▸ **Task to carry out**
Print the records exactly as they are written.

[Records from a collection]
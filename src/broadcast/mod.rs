//! Broadcast Module
//!
//! Keeps several execution contexts' caches coherent through an ephemeral
//! channel. Delivery is best-effort and unordered across senders; a message is
//! only ever a hint to re-validate locally, never data to trust.

mod channel;
mod envelope;
mod sync;
mod watcher;
mod watermark;

pub use channel::{
    ChannelTransport, HubTransport, LocalChannelHub, PubSubChannel, UnavailableTransport,
    DEFAULT_HUB_CAPACITY,
};
pub use envelope::{BroadcastEnvelope, InvalidatePayload, RefreshedPayload};
pub use sync::{BroadcastSync, Subscription};
pub use watcher::{RefreshWatcher, WatchedGroup, WatcherHandle};
pub use watermark::{AnnounceDecision, BroadcastWatermarks};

▸ **Answer for the task**
filename src/broadcast/mod.rs
//! Broadcast Module
//!
//! Keeps several execution contexts' caches coherent through an ephemeral
//! channel. Delivery is best-effort and unordered across senders; a message is
//! only ever a hint to re-validate locally, never data to trust.

mod channel;
mod envelope;
mod sync;
mod watcher;
mod watermark;

pub use channel::{
    ChannelTransport, HubTransport, LocalChannelHub, PubSubChannel, UnavailableTransport,
    DEFAULT_HUB_CAPACITY,
};
pub use envelope::{BroadcastEnvelope, InvalidatePayload, RefreshedPayload};
pub use sync::{BroadcastSync, Subscription};
pub use watcher::{RefreshWatcher, WatchedGroup, WatcherHandle};
pub use watermark::{AnnounceDecision, BroadcastWatermarks};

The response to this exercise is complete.